Task statement
If a line in the entries below includes the string "stitched", copy it out.

Data items:
++++++++

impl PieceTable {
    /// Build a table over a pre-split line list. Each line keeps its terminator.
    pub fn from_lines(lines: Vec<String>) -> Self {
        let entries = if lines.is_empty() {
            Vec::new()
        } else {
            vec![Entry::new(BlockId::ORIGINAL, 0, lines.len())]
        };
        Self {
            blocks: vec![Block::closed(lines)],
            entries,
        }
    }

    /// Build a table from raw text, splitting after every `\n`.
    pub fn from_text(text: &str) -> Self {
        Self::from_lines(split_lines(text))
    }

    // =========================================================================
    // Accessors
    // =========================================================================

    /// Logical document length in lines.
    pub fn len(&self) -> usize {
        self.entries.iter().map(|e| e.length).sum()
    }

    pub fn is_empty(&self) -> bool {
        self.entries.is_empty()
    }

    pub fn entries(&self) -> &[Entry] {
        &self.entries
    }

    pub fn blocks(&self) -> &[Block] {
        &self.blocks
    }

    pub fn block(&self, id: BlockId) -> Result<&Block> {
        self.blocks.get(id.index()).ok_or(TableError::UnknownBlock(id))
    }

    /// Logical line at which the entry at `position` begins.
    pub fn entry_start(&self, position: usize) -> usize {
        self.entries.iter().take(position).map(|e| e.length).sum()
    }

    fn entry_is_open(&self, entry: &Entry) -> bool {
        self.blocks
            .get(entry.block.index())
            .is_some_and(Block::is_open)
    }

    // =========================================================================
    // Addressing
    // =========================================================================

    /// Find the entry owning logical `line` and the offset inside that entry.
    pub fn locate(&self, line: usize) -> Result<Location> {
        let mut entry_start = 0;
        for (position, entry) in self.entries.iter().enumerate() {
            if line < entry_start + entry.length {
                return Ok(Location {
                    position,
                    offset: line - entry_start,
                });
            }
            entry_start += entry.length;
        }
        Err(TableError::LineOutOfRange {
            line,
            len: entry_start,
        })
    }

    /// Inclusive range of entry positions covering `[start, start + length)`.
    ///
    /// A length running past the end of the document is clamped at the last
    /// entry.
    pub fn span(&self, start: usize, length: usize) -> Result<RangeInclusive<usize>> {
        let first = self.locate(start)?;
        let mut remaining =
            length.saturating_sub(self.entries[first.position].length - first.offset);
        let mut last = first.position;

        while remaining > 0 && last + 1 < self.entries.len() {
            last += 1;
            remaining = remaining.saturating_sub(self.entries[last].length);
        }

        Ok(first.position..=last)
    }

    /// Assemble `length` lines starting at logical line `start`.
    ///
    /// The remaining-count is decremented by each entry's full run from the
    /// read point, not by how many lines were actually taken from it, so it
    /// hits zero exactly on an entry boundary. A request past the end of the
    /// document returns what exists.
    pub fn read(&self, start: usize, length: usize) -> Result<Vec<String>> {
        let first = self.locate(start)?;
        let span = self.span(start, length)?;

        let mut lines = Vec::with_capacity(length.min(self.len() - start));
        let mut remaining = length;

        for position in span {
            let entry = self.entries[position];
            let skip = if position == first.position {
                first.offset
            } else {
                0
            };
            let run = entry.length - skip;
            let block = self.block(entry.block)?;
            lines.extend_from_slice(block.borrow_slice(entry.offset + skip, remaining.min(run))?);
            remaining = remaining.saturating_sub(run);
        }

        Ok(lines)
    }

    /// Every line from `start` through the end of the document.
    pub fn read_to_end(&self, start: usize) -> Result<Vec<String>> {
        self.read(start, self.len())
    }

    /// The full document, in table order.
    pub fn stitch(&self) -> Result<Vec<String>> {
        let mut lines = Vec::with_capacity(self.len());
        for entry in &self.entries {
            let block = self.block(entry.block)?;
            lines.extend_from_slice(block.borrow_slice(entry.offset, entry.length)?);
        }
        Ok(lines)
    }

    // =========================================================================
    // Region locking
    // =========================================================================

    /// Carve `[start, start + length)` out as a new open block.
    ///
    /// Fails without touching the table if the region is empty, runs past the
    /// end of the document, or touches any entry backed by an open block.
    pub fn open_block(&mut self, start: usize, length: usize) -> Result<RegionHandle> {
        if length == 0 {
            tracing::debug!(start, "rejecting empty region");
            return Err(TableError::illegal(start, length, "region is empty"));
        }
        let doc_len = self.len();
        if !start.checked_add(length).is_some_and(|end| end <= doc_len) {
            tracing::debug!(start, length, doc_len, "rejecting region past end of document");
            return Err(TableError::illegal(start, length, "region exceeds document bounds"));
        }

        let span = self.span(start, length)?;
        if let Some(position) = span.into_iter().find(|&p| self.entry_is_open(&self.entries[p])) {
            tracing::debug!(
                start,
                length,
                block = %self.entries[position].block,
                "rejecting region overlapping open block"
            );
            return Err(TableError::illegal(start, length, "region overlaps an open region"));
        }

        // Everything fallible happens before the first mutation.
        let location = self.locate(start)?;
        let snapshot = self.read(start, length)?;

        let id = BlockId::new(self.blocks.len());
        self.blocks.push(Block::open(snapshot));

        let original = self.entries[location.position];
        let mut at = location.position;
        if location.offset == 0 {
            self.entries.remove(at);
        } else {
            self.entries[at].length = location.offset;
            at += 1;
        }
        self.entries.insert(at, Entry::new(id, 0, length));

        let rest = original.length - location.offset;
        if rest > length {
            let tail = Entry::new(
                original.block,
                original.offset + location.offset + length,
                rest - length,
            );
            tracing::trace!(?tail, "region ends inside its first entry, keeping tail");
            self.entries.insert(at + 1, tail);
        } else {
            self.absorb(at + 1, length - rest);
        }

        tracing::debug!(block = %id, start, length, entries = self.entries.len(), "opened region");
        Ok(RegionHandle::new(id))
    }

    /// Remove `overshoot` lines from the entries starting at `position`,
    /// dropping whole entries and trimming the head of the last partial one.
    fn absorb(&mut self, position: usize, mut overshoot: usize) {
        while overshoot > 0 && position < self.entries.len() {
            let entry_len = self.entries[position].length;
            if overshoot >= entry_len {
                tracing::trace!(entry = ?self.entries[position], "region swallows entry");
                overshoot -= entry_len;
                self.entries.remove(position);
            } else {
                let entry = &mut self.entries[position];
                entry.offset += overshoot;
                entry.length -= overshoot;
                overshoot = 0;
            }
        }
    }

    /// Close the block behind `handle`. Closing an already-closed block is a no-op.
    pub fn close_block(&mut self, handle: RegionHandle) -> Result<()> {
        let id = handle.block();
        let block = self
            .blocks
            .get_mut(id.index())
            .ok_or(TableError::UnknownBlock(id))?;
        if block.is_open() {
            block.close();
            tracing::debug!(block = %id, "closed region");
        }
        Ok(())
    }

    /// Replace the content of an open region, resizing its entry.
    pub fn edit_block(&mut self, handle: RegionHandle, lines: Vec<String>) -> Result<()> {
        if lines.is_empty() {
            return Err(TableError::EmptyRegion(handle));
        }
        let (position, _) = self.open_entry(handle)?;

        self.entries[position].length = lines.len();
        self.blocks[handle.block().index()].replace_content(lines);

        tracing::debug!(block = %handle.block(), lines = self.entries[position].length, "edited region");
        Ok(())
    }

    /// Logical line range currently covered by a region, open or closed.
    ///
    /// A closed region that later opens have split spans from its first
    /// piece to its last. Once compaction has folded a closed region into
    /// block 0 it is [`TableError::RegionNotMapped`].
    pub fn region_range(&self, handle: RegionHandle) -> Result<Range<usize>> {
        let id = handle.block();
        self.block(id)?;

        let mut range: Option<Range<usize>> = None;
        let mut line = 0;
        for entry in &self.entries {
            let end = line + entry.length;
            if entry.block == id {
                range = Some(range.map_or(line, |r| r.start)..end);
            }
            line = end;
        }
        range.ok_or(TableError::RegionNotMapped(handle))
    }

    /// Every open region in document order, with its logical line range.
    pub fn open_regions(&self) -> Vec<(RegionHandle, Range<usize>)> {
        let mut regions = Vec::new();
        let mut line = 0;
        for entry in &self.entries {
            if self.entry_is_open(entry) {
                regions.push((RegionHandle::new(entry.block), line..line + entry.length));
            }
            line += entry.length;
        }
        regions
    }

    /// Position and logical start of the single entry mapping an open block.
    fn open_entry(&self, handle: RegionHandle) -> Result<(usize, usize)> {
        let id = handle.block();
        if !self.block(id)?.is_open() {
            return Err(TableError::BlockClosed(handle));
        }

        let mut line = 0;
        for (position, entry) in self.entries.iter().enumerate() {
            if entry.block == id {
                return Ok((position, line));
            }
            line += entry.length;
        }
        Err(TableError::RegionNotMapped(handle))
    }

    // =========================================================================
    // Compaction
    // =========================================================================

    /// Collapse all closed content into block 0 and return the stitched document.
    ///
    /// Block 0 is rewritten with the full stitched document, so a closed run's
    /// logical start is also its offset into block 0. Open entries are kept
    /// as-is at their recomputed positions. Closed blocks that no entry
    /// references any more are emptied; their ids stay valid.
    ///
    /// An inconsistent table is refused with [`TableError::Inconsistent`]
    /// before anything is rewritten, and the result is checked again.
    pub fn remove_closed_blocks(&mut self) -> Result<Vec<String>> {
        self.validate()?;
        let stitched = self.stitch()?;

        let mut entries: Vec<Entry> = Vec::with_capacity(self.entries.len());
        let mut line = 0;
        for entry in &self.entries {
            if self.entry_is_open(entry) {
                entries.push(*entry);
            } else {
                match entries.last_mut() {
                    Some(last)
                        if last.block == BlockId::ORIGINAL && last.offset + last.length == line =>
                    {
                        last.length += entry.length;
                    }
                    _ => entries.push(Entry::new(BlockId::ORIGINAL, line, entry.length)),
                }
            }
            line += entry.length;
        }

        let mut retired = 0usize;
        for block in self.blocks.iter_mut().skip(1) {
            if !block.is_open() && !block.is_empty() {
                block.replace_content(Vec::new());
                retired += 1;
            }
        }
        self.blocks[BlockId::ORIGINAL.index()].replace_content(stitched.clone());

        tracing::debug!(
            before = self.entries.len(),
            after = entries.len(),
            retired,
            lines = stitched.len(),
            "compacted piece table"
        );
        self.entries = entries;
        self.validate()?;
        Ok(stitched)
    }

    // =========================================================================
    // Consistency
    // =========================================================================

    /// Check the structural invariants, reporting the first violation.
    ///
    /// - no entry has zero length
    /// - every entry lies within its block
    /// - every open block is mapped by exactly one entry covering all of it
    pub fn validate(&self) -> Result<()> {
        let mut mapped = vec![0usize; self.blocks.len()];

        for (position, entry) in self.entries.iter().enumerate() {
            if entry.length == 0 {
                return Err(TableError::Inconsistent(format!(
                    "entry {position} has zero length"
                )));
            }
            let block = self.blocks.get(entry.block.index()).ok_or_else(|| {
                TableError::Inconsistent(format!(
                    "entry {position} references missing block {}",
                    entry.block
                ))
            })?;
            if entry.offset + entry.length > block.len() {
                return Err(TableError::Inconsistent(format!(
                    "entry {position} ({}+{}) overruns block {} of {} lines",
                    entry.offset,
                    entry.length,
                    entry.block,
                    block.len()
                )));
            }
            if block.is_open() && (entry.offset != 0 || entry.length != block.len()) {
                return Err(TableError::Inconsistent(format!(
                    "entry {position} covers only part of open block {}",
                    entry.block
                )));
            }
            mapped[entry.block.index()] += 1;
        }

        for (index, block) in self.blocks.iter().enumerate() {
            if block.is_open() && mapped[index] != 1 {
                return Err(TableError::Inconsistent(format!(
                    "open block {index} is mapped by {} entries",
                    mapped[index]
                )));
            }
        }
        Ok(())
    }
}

++++++++

The answer
    /// Collapse all closed content into block 0 and return the stitched document.
    /// Block 0 is rewritten with the full stitched document, so a closed run's
        let stitched = self.stitch()?;
        self.blocks[BlockId::ORIGINAL.index()].replace_content(stitched.clone());
            lines = stitched.len(),
        Ok(stitched)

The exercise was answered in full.